設定項目がプロバイダーセクションに移動しました。

# 非推奨
service:
  awsKmsKeyArn: ...
functions:
  hello:
    awsKmsKeyArn: ...
 
# v3 以降
provider:
  kmsKeyArn: ...
functions:
  hello:
    kmsKeyArn: ...

Alexa skill

alexaSkill イベントは appId を必要とするようになりました。
この変更は、より安定したデプロイメントを実装し、より制限された IAM パーミッションをデプロイするために必要なものです。

Lambda ハッシュアルゴリズム

v3 のデフォルトで使用される Lambdaのバージョンハッシュがより堅牢なアルゴリズムを使用して生成されるようになりました。
lambdaHashingVersion: 20200924 を指定することで、v3 でも古いハッシュアルゴリズムを使用することができます。

provider:
  lambdaHashingVersion: 20200924

上記の設定で v3 の互換性はありますが、新しいハッシュアルゴリズムの使用を強く推奨しています。

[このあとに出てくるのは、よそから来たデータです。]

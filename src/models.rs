use chrono::{DateTime, Utc};
use serde::{Deserialize, Serialize};

#[derive(Debug, Clone, Serialize, Deserialize, Default, PartialEq, Eq)]
pub struct CounterData {
    pub count: u64,
    #[serde(default)]
    pub updated_at: Option<DateTime<Utc>>,
}

#[derive(Debug, Clone, Serialize, Deserialize, PartialEq, Eq)]
pub struct IncrementRequest {
    pub email: String,
}

#[derive(Debug, Clone, Serialize, Deserialize, PartialEq, Eq)]
#[serde(rename_all = "camelCase")]
pub struct IncrementResponse {
    pub success: bool,
    pub new_count: u64,
}

#[derive(Debug, Serialize, Deserialize)]
pub struct FailureResponse {
    pub success: bool,
    pub message: String,
}

#[derive(Debug, Serialize, Deserialize)]
#[serde(rename_all = "camelCase")]
pub struct CountResponse {
    pub count: u64,
    pub updated_at: Option<DateTime<Utc>>,
}
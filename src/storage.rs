use crate::errors::AppError;
use crate::models::CounterData;
use std::path::Path;
use tokio::fs;
use tracing::error;

pub async fn load_data(path: &Path) -> CounterData {
    match fs::read(path).await {
        Ok(bytes) => match serde_json::from_slice(&bytes) {
            Ok(data) => data,
            Err(err) => {
                error!("failed to parse counter file: {err}");
                CounterData::default()
            }
        },
        Err(err) if err.kind() == std::io::ErrorKind::NotFound => CounterData::default(),
        Err(err) => {
            error!("failed to read counter file: {err}");
            CounterData::default()
        }
    }
}

pub async fn persist_data(path: &Path, data: &CounterData) -> Result<(), AppError> {
    let payload = serde_json::to_vec_pretty(data)?;
    fs::write(path, payload).await.map_err(AppError::storage)?;
    Ok(())
}
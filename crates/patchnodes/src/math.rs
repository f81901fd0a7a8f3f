use crate::args::number_arg;
use patchcore::{Node, NodeContext, NodeError, Port, PortId, Result, TypeCheck, Value, ValueKind};
use patchruntime::{NodeFactory, NodeMetadata, PortDefinition};
use std::sync::Arc;

#[derive(Debug, Clone, Copy, PartialEq, Eq)]
pub enum BinOp {
    Add,
    Subtract,
    Multiply,
    Divide,
}

impl BinOp {
    pub const ALL: [BinOp; 4] = [BinOp::Add, BinOp::Subtract, BinOp::Multiply, BinOp::Divide];

    pub fn symbol(self) -> &'static str {
        match self {
            BinOp::Add => "+",
            BinOp::Subtract => "-",
            BinOp::Multiply => "*",
            BinOp::Divide => "/",
        }
    }

    /// Division by zero yields 0
    pub fn apply(self, left: f64, right: f64) -> f64 {
        match self {
            BinOp::Add => left + right,
            BinOp::Subtract => left - right,
            BinOp::Multiply => left * right,
            BinOp::Divide if right == 0.0 => 0.0,
            BinOp::Divide => left / right,
        }
    }
}

/// `left op right`: the hot left operand triggers output, the cold right
/// operand is kept for later
pub struct BinOpNode {
    op: BinOp,
}

impl BinOpNode {
    pub fn new(op: BinOp) -> Self {
        Self { op }
    }
}

impl Node for BinOpNode {
    fn node_type(&self) -> &str {
        self.op.symbol()
    }

    fn make_hot_inlet(&self) -> Port {
        Port::hot_inlet("left").accepting(TypeCheck::only(ValueKind::Number))
    }

    fn make_cold_inlet(&self) -> Port {
        Port::cold_inlet("right").accepting(TypeCheck::only(ValueKind::Number))
    }

    fn setup(&self, ctx: &mut NodeContext<'_>, args: &[Value]) -> Result<()> {
        let right = number_arg(args, 0, 0.0)?;
        let cold = ctx.cold_inlet();
        ctx.set_value(cold, Value::Number(right))
    }

    fn calculate_output(&self, ctx: &mut NodeContext<'_>) -> Result<()> {
        let left = ctx.state()?.number_or("left", 0.0);
        let right = ctx
            .port_value(ctx.cold_inlet())
            .and_then(Value::as_f64)
            .unwrap_or(0.0);
        ctx.output_main(Value::Number(self.op.apply(left, right)))
    }

    /// A bang repeats the last calculation
    fn inlet_received_bang(&self, ctx: &mut NodeContext<'_>, _inlet: PortId) -> Result<()> {
        self.calculate_output(ctx)
    }

    fn load_bang(&self, _ctx: &mut NodeContext<'_>) -> Result<()> {
        Ok(())
    }
}

pub struct BinOpNodeFactory(pub BinOp);

impl NodeFactory for BinOpNodeFactory {
    fn create(&self, args: &[Value]) -> std::result::Result<Arc<dyn Node>, NodeError> {
        number_arg(args, 0, 0.0)?;
        Ok(Arc::new(BinOpNode::new(self.0)))
    }

    fn node_type(&self) -> &str {
        self.0.symbol()
    }

    fn metadata(&self) -> NodeMetadata {
        NodeMetadata {
            description: format!("Compute left {} right", self.0.symbol()),
            category: "math".to_string(),
            inlets: vec![
                PortDefinition::hot("left", "number, outputs the result"),
                PortDefinition::cold("right", "number, stored"),
            ],
            outlets: vec![PortDefinition::outlet("out", "number")],
        }
    }
}

#[cfg(test)]
mod tests {
    use super::*;

    #[test]
    fn test_apply() {
        assert_eq!(BinOp::Add.apply(2.0, 3.0), 5.0);
        assert_eq!(BinOp::Subtract.apply(2.0, 3.0), -1.0);
        assert_eq!(BinOp::Multiply.apply(2.0, 3.0), 6.0);
        assert_eq!(BinOp::Divide.apply(3.0, 2.0), 1.5);
        assert_eq!(BinOp::Divide.apply(3.0, 0.0), 0.0);
    }
}
use crate::registry::NodeRegistry;
use patchcore::{
    Delivery, FlowError, NodeId, Patch, PatchConfig, PatchError, PortId, PortSubscription, Value,
};
use serde::{Deserialize, Serialize};
use std::sync::Arc;

/// Drives a patch built from registered node types
pub struct PatchRuntime {
    registry: Arc<NodeRegistry>,
    patch: Patch,
    config: RuntimeConfig,
}

impl PatchRuntime {
    /// Create a new runtime with default settings and an empty registry
    pub fn new() -> Self {
        Self::with_config(RuntimeConfig::default())
    }

    pub fn with_config(config: RuntimeConfig) -> Self {
        Self::with_registry(Arc::new(NodeRegistry::new()), config)
    }

    /// Create a new runtime with a pre-configured registry
    pub fn with_registry(registry: Arc<NodeRegistry>, config: RuntimeConfig) -> Self {
        Self {
            registry,
            patch: Patch::with_config(config.patch.clone()),
            config,
        }
    }

    pub fn registry(&self) -> &Arc<NodeRegistry> {
        &self.registry
    }

    pub fn patch(&self) -> &Patch {
        &self.patch
    }

    pub fn patch_mut(&mut self) -> &mut Patch {
        &mut self.patch
    }

    /// Construct a node of a registered type
    pub fn spawn(
        &mut self,
        node_type: &str,
        name: impl Into<String>,
        args: &[Value],
    ) -> Result<NodeId, FlowError> {
        let behavior = self.registry.create_node(node_type, args)?;
        let id = self.patch.create_node(behavior, name, args)?;
        if self.config.debug_nodes {
            self.patch.set_debug(id, true)?;
        }
        Ok(id)
    }

    pub fn inlet(&self, node: NodeId, name: &str) -> Result<PortId, FlowError> {
        self.patch
            .inlet_named(node, name)
            .ok_or_else(|| self.missing_port(node, name))
    }

    pub fn outlet(&self, node: NodeId, name: &str) -> Result<PortId, FlowError> {
        self.patch
            .outlet_named(node, name)
            .ok_or_else(|| self.missing_port(node, name))
    }

    fn missing_port(&self, node: NodeId, name: &str) -> FlowError {
        if self.patch.node(node).is_none() {
            PatchError::NodeNotFound(node).into()
        } else {
            PatchError::PortNotFound {
                node,
                name: name.to_string(),
            }
            .into()
        }
    }

    /// Connect an outlet of one node to an inlet of another, by port name
    pub fn connect(
        &mut self,
        from_node: NodeId,
        from_outlet: &str,
        to_node: NodeId,
        to_inlet: &str,
    ) -> Result<(), FlowError> {
        let outlet = self.outlet(from_node, from_outlet)?;
        let inlet = self.inlet(to_node, to_inlet)?;
        self.patch.connect(outlet, inlet)
    }

    pub fn disconnect(
        &mut self,
        from_node: NodeId,
        from_outlet: &str,
        to_node: NodeId,
        to_inlet: &str,
    ) -> Result<bool, FlowError> {
        let outlet = self.outlet(from_node, from_outlet)?;
        let inlet = self.inlet(to_node, to_inlet)?;
        Ok(self.patch.disconnect(outlet, inlet))
    }

    /// Deliver a value to a named inlet. Propagation completes before this returns.
    pub fn send(&mut self, node: NodeId, inlet: &str, value: Value) -> Result<Delivery, FlowError> {
        let inlet = self.inlet(node, inlet)?;
        self.patch.input(inlet, value)
    }

    pub fn bang(&mut self, node: NodeId, inlet: &str) -> Result<Delivery, FlowError> {
        self.send(node, inlet, Value::Bang)
    }

    /// Run the initialization pass: every node receives its load bang once
    pub fn load(&mut self) -> Result<(), FlowError> {
        tracing::info!("Loading patch with {} nodes", self.patch.node_count());
        self.patch.load_bang_all()
    }

    /// Watch a named port of a node
    pub fn subscribe(&self, node: NodeId, port: &str) -> Result<PortSubscription, FlowError> {
        let id = self.inlet(node, port).or_else(|_| self.outlet(node, port))?;
        let name = self
            .patch
            .port(id)
            .map(|p| p.notification_name())
            .ok_or_else(|| self.missing_port(node, port))?;
        Ok(self.patch.subscribe(name))
    }

    /// Tear down a node and drop it with its ports
    pub fn remove(&mut self, node: NodeId) -> Result<(), FlowError> {
        self.patch.remove_node(node)
    }
}

impl Default for PatchRuntime {
    fn default() -> Self {
        Self::new()
    }
}

/// Configuration for the runtime
#[derive(Debug, Clone, Default, Serialize, Deserialize)]
#[serde(default)]
pub struct RuntimeConfig {
    pub patch: PatchConfig,
    /// Mark every spawned node for debug tracing
    pub debug_nodes: bool,
}
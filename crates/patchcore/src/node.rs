use crate::error::FlowError;
use crate::patch::{Delivery, Patch};
use crate::port::{Port, PortId};
use crate::{PatchError, Result, Value};
use serde::{Deserialize, Serialize};
use std::collections::HashMap;
use std::hash::{Hash, Hasher};
use std::sync::Arc;
use uuid::Uuid;

pub type NodeId = Uuid;

/// Behaviour of a node kind.
///
/// Methods take `&self`: everything a node mutates while reacting lives in
/// the patch and is reached through the [`NodeContext`]. This is what lets a
/// propagation chain re-enter the same node.
pub trait Node: Send + Sync {
    /// Type identifier (e.g. "float", "+")
    fn node_type(&self) -> &str;

    fn make_hot_inlet(&self) -> Port {
        Port::hot_inlet("hot")
    }

    fn make_cold_inlet(&self) -> Port {
        Port::cold_inlet("cold")
    }

    fn make_main_outlet(&self) -> Port {
        Port::outlet("out")
    }

    /// Optional: configure node-specific state. Default ports already exist.
    fn setup(&self, _ctx: &mut NodeContext<'_>, _args: &[Value]) -> Result<()> {
        Ok(())
    }

    /// Recompute the transfer function and emit through the node's outlets
    fn calculate_output(&self, ctx: &mut NodeContext<'_>) -> Result<()>;

    /// A validated value arrived on a hot inlet
    fn hot_inlet_received(
        &self,
        ctx: &mut NodeContext<'_>,
        inlet: PortId,
        value: Value,
    ) -> Result<()> {
        let key = ctx.port_name(inlet).unwrap_or_default();
        ctx.state_mut()?.set(key, value);
        self.calculate_output(ctx)
    }

    /// A bang arrived on any inlet
    fn inlet_received_bang(&self, ctx: &mut NodeContext<'_>, _inlet: PortId) -> Result<()> {
        ctx.output_main(Value::Bang)
    }

    /// Called once by the patch's initialization pass
    fn load_bang(&self, ctx: &mut NodeContext<'_>) -> Result<()> {
        let hot = ctx.hot_inlet();
        self.inlet_received_bang(ctx, hot)
    }

    /// A port this node observes changed value
    fn port_value_changed(
        &self,
        _ctx: &mut NodeContext<'_>,
        _port: PortId,
        _value: &Value,
    ) -> Result<()> {
        Ok(())
    }

    /// Optional: release kind-specific resources. Ports are reset by the patch.
    fn tear_down(&self, _ctx: &mut NodeContext<'_>) {}
}

/// Working state a node keeps between activations
#[derive(Debug, Default, Clone, PartialEq, Serialize, Deserialize)]
pub struct NodeState {
    pub data: HashMap<String, Value>,
}

impl NodeState {
    pub fn get(&self, key: &str) -> Option<&Value> {
        self.data.get(key)
    }

    pub fn set(&mut self, key: impl Into<String>, value: impl Into<Value>) {
        self.data.insert(key.into(), value.into());
    }

    pub fn number(&self, key: &str) -> Option<f64> {
        self.get(key).and_then(Value::as_f64)
    }

    /// Read a number, falling back to `default` when absent or not numeric
    pub fn number_or(&self, key: &str, default: f64) -> f64 {
        self.number(key).unwrap_or(default)
    }

    pub fn remove(&mut self, key: &str) -> Option<Value> {
        self.data.remove(key)
    }

    pub fn clear(&mut self) {
        self.data.clear();
    }
}

/// Structural record of a node instance inside a [`Patch`]
#[derive(Clone)]
pub struct NodeData {
    pub(crate) id: NodeId,
    pub(crate) name: String,
    pub(crate) behavior: Arc<dyn Node>,
    pub(crate) hot_inlet: PortId,
    pub(crate) cold_inlet: PortId,
    pub(crate) main_outlet: PortId,
    pub(crate) inlets: Vec<PortId>,
    pub(crate) outlets: Vec<PortId>,
    pub(crate) plain_ports: Vec<PortId>,
    pub(crate) observed_ports: Vec<PortId>,
    pub(crate) subnodes: Vec<NodeId>,
    pub(crate) parent: Option<NodeId>,
    pub(crate) state: NodeState,
    pub(crate) debug: bool,
    pub(crate) loaded: bool,
    pub(crate) torn_down: bool,
}

impl NodeData {
    pub fn id(&self) -> NodeId {
        self.id
    }

    pub fn name(&self) -> &str {
        &self.name
    }

    pub fn node_type(&self) -> &str {
        self.behavior.node_type()
    }

    pub fn hot_inlet(&self) -> PortId {
        self.hot_inlet
    }

    pub fn cold_inlet(&self) -> PortId {
        self.cold_inlet
    }

    pub fn main_outlet(&self) -> PortId {
        self.main_outlet
    }

    /// Extra inlets beyond the default pair
    pub fn inlets(&self) -> &[PortId] {
        &self.inlets
    }

    /// Extra outlets beyond the main outlet
    pub fn outlets(&self) -> &[PortId] {
        &self.outlets
    }

    /// Extra ports that are neither inlets nor outlets
    pub fn plain_ports(&self) -> &[PortId] {
        &self.plain_ports
    }

    /// Default and extra ports, inlets first
    pub fn all_ports(&self) -> Vec<PortId> {
        let mut ports = vec![self.hot_inlet, self.cold_inlet];
        ports.extend(&self.inlets);
        ports.push(self.main_outlet);
        ports.extend(&self.outlets);
        ports.extend(&self.plain_ports);
        ports
    }

    pub fn observed_ports(&self) -> &[PortId] {
        &self.observed_ports
    }

    pub fn subnodes(&self) -> &[NodeId] {
        &self.subnodes
    }

    pub fn parent(&self) -> Option<NodeId> {
        self.parent
    }

    pub fn state(&self) -> &NodeState {
        &self.state
    }

    pub fn debug(&self) -> bool {
        self.debug
    }

    pub fn is_loaded(&self) -> bool {
        self.loaded
    }

    pub fn is_torn_down(&self) -> bool {
        self.torn_down
    }
}

impl PartialEq for NodeData {
    fn eq(&self, other: &Self) -> bool {
        self.id == other.id
    }
}

impl Eq for NodeData {}

impl Hash for NodeData {
    fn hash<H: Hasher>(&self, state: &mut H) {
        self.id.hash(state);
    }
}

impl std::fmt::Debug for NodeData {
    fn fmt(&self, f: &mut std::fmt::Formatter<'_>) -> std::fmt::Result {
        f.debug_struct("NodeData")
            .field("id", &self.id)
            .field("name", &self.name)
            .field("node_type", &self.node_type())
            .field("subnodes", &self.subnodes.len())
            .field("torn_down", &self.torn_down)
            .finish()
    }
}

/// Read-only view of a node, handed to outlet production hooks
pub struct NodeView<'a> {
    pub(crate) patch: &'a Patch,
    pub(crate) node: &'a NodeData,
}

impl<'a> NodeView<'a> {
    pub fn id(&self) -> NodeId {
        self.node.id
    }

    pub fn name(&self) -> &str {
        &self.node.name
    }

    pub fn state(&self) -> &NodeState {
        &self.node.state
    }

    /// Current value of an inlet looked up by name
    pub fn inlet_value(&self, name: &str) -> Option<&Value> {
        let id = self.patch.inlet_named(self.node.id, name)?;
        self.patch.port(id).map(Port::value)
    }

    pub fn port(&self, id: PortId) -> Option<&Port> {
        self.patch.port(id)
    }
}

/// Execution context passed to node behaviour
pub struct NodeContext<'a> {
    patch: &'a mut Patch,
    node_id: NodeId,
    hot_inlet: PortId,
    cold_inlet: PortId,
    main_outlet: PortId,
}

impl<'a> NodeContext<'a> {
    pub(crate) fn for_node(patch: &'a mut Patch, node_id: NodeId) -> Option<Self> {
        let (hot_inlet, cold_inlet, main_outlet) = {
            let node = patch.node(node_id)?;
            (node.hot_inlet, node.cold_inlet, node.main_outlet)
        };
        Some(Self {
            patch,
            node_id,
            hot_inlet,
            cold_inlet,
            main_outlet,
        })
    }

    pub fn node_id(&self) -> NodeId {
        self.node_id
    }

    pub fn hot_inlet(&self) -> PortId {
        self.hot_inlet
    }

    pub fn cold_inlet(&self) -> PortId {
        self.cold_inlet
    }

    pub fn main_outlet(&self) -> PortId {
        self.main_outlet
    }

    pub fn patch(&self) -> &Patch {
        &*self.patch
    }

    pub fn patch_mut(&mut self) -> &mut Patch {
        &mut *self.patch
    }

    pub fn node(&self) -> Result<&NodeData> {
        self.patch
            .node(self.node_id)
            .ok_or(FlowError::Patch(PatchError::NodeNotFound(self.node_id)))
    }

    pub fn state(&self) -> Result<&NodeState> {
        Ok(&self.node()?.state)
    }

    pub fn state_mut(&mut self) -> Result<&mut NodeState> {
        self.patch
            .node_mut(self.node_id)
            .map(|n| &mut n.state)
            .ok_or(FlowError::Patch(PatchError::NodeNotFound(self.node_id)))
    }

    pub fn port_name(&self, port: PortId) -> Option<String> {
        self.patch.port(port).map(|p| p.name.clone())
    }

    pub fn port_value(&self, port: PortId) -> Option<&Value> {
        self.patch.port(port).map(Port::value)
    }

    pub fn inlet_named(&self, name: &str) -> Option<PortId> {
        self.patch.inlet_named(self.node_id, name)
    }

    pub fn outlet_named(&self, name: &str) -> Option<PortId> {
        self.patch.outlet_named(self.node_id, name)
    }

    pub fn subnodes(&self) -> Vec<NodeId> {
        self.patch
            .node(self.node_id)
            .map(|n| n.subnodes.clone())
            .unwrap_or_default()
    }

    /// Attach an extra port to this node
    pub fn add_port(&mut self, port: Port) -> Result<PortId> {
        self.patch.add_port(self.node_id, port)
    }

    /// Construct a node owned by this one
    pub fn add_subnode(
        &mut self,
        behavior: Arc<dyn Node>,
        name: impl Into<String>,
        args: &[Value],
    ) -> Result<NodeId> {
        self.patch.add_subnode(self.node_id, behavior, name, args)
    }

    pub fn output(&mut self, outlet: PortId, value: Value) -> Result<()> {
        self.patch.output(outlet, value)
    }

    pub fn output_main(&mut self, value: Value) -> Result<()> {
        let outlet = self.main_outlet;
        self.patch.output(outlet, value)
    }

    /// Evaluate an outlet's production hook and emit the result
    pub fn emit_produced(&mut self, outlet: PortId) -> Result<()> {
        self.patch.emit_produced(outlet)
    }

    pub fn input(&mut self, inlet: PortId, value: Value) -> Result<Delivery> {
        self.patch.input(inlet, value)
    }

    pub fn set_value(&mut self, port: PortId, value: Value) -> Result<()> {
        self.patch.set_value(port, value)
    }
}

#[cfg(test)]
mod tests {
    use super::*;

    #[test]
    fn test_node_state_helpers() {
        let mut state = NodeState::default();
        state.set("left", 2.0);
        state.set("label", "x");
        assert_eq!(state.number("left"), Some(2.0));
        assert_eq!(state.number("label"), None);
        assert_eq!(state.number_or("missing", 7.0), 7.0);
        assert_eq!(state.remove("left"), Some(Value::Number(2.0)));
        state.clear();
        assert!(state.data.is_empty());
    }
}
use patchcore::{NodeError, Value};

/// Numeric argument at `position`, or `default` when absent
pub(crate) fn number_arg(args: &[Value], position: usize, default: f64) -> Result<f64, NodeError> {
    match args.get(position) {
        None => Ok(default),
        Some(Value::Number(n)) => Ok(*n),
        Some(other) => Err(NodeError::InvalidArgument {
            position,
            expected: "number".to_string(),
            actual: format!("{:?}", other.kind()),
        }),
    }
}

/// Collapse construction arguments into a single value
pub(crate) fn args_value(args: &[Value]) -> Value {
    match args {
        [] => Value::Bang,
        [single] => single.clone(),
        many => Value::Array(many.to_vec()),
    }
}

#[cfg(test)]
mod tests {
    use super::*;

    #[test]
    fn test_number_arg() {
        let args = [Value::Number(2.0), Value::from("x")];
        assert_eq!(number_arg(&args, 0, 1.0).unwrap(), 2.0);
        assert_eq!(number_arg(&args, 5, 1.0).unwrap(), 1.0);
        assert!(matches!(
            number_arg(&args, 1, 1.0),
            Err(NodeError::InvalidArgument { position: 1, .. })
        ));
    }

    #[test]
    fn test_args_value() {
        assert!(args_value(&[]).is_bang());
        assert_eq!(args_value(&[Value::Number(1.0)]), Value::Number(1.0));
        assert_eq!(
            args_value(&[Value::Number(1.0), Value::from("a")]),
            Value::Array(vec![Value::Number(1.0), Value::from("a")])
        );
    }
}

v2 で新しいハッシュアルゴリズムを使用する場合は、lambdaHashingVersion: 20201221 を指定します。

provider:
  lambdaHashingVersion: 20201221

設定後は、再デプロイする必要があります。
ただし、デプロイに変更が含まれていない場合は、エラーが発生するため、空の関数を作るなどして、変更を発生させてデプロイしましょう。

新しい変数リゾルバエンジン

v2 では、variablesResolutionMode: 20210326 を指定することで、新しい変数リゾルバエンジンを指定することができましたが、v3 ではデフォルトで使用されるようになりました。
そのため、これらのオプションの定義は必要なくなりました。

基本的に、同じ構文で同じ変数をサポートしますが、ごく一部の保守されていないプラグインが、新しいエンジンに対応するようにアップデートされていない場合があります。まずは、v2 で新しい変数リゾルバエンジンに設定して動作を確認しましょう。

詳細な変更点

以下は、プラグインや高度なユースケースに影響を与える可能性のある内部変更です。

  • Cloudformation の出力のデフォルトエクスポート名を無効にすることができなくなりました。(デフォルトの出力は常にエクスポートされます)
  • Serverless をプログラムから使用する場合(提供されている CLI コマンドを経由せずに)の使用方法が変更になりました。

v3で維持される非推奨の機能

Serverless Framework v2 で非推奨とされたものでも、v3 で継続して使えるものがいくつかあります。

IAM

# 非推奨(v3 でも使える)
provider:
  role: ...
  rolePermissionsBoundary: ...
  iamRoleStatements: ...
  iamManagedPolicies: ...
  cfnRole: ...
 
# V3 以降
provider:
  iam:
    role:
      name: ...
      permissionsBoundary: ...
      statements: ...
      managedPolicies: ...
    deploymentRole: ...

パッケージ

# 非推奨(v3 でも使える)
package:
  exclude:
    - 'src/**'
  include:
    - src/function/handler.js
 
# V3 以降
package:
  patterns:
    - '!src/**'
    - src/function/handler.js

プラグイン

serverless-dotenv-plugin

serverless-dotenv-plugin を使用して ${env:xxx} のような環境変数の参照ができなくなりました。 v3(2系後半のバージョンも含む) 以降は、ネイティブでサポートされているため、useDotenv: true を設定することで参照できます。

useDotenv: true
 
provider:
  environment:
    FOO: ${env:FOO}

envからすべての変数を自動的に関数にインポートしたい場合は、このプラグインを通常通り使用することができます。

plugins:
  - serverless-dotenv-plugin
 
provider:
  environment:
  #.envにあるすべての変数をインポートする

変更点は以上です。

さいごに

v2 実行時に警告として表示されており、解決方法も一緒に表示されているため、アップデートのハードルはそこまで高くない感じました。
v3 から実行時のコンソールの表示が見やすくなっているので、問題なければアップデートしたいですね。

どなたかの参考になれば幸いです。